**Problem to solve**
Show every line below where "created" can be found.

(Collected data)
§

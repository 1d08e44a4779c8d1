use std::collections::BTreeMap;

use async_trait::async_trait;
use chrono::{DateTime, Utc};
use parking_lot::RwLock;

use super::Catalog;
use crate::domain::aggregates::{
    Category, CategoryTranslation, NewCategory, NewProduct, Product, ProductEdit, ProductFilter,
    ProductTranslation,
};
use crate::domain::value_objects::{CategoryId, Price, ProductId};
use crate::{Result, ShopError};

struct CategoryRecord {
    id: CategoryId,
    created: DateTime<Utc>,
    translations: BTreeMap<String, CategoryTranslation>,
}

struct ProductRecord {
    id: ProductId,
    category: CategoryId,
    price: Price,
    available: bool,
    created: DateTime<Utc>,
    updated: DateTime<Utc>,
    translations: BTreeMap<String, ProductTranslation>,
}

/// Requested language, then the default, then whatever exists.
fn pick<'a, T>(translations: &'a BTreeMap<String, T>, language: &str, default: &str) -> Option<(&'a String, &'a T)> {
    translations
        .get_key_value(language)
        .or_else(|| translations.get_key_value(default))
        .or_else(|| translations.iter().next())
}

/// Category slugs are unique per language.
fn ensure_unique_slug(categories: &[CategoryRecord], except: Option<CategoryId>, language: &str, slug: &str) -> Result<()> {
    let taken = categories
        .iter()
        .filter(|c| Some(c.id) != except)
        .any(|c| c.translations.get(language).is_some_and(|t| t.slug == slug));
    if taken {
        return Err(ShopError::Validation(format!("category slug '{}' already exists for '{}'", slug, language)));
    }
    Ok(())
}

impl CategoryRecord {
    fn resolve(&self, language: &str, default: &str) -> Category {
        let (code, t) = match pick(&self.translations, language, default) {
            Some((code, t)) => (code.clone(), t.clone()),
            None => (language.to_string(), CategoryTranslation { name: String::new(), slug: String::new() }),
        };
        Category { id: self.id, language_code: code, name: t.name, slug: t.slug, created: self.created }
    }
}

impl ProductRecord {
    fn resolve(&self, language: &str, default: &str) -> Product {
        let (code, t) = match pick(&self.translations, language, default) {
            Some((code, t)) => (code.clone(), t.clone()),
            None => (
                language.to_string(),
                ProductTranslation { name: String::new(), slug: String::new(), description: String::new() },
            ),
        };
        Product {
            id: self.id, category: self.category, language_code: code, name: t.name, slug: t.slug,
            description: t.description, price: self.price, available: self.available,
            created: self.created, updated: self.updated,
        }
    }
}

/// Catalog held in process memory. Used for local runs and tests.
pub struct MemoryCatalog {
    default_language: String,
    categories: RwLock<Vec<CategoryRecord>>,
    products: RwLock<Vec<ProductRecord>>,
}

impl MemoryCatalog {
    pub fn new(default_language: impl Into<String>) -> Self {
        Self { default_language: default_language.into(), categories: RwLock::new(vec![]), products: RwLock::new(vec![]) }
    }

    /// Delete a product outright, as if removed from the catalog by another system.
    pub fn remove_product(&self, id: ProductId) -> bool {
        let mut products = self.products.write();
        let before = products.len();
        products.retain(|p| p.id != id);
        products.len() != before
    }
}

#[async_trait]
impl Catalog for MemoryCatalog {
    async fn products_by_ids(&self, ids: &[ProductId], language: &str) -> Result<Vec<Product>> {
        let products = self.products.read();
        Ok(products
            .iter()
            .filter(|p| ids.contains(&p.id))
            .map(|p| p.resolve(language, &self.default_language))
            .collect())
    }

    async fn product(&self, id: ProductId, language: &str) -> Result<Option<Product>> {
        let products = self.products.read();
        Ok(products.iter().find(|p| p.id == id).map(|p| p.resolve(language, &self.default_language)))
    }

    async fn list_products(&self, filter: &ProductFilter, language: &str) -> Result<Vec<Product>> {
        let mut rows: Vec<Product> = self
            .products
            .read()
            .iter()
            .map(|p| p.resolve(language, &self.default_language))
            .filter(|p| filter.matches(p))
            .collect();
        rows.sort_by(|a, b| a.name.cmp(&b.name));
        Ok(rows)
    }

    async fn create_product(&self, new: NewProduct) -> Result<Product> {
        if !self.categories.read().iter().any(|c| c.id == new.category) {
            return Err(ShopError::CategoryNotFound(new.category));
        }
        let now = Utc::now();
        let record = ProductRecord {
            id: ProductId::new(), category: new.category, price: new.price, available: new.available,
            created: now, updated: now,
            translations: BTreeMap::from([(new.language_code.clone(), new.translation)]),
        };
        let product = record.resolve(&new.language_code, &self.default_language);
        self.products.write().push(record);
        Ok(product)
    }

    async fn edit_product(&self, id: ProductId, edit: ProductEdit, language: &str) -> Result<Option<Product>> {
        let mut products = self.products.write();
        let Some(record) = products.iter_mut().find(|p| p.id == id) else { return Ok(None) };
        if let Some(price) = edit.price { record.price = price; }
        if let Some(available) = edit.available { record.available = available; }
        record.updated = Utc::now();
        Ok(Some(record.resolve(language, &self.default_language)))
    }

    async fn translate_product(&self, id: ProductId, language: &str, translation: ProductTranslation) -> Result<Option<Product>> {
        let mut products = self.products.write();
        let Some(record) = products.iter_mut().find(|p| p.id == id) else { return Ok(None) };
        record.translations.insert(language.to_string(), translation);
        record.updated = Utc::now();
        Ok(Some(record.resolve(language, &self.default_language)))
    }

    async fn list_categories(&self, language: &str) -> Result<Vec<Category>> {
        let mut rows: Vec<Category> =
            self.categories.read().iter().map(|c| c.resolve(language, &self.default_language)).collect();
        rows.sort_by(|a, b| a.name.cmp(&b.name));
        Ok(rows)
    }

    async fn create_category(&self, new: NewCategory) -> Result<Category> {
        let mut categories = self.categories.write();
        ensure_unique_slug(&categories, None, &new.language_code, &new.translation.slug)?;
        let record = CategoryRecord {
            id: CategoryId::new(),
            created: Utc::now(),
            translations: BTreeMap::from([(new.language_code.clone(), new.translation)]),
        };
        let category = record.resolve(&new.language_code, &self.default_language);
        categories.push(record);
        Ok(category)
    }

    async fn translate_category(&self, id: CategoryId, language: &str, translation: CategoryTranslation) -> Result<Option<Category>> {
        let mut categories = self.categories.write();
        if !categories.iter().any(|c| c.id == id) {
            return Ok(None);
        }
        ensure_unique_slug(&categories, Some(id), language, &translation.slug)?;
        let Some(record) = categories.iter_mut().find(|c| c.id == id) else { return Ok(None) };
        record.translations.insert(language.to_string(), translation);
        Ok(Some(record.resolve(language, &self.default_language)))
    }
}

§

**Result of this exercise**
    created: DateTime<Utc>,
    created: DateTime<Utc>,
        Category { id: self.id, language_code: code, name: t.name, slug: t.slug, created: self.created }
            created: self.created, updated: self.updated,
            created: now, updated: now,
            created: Utc::now(),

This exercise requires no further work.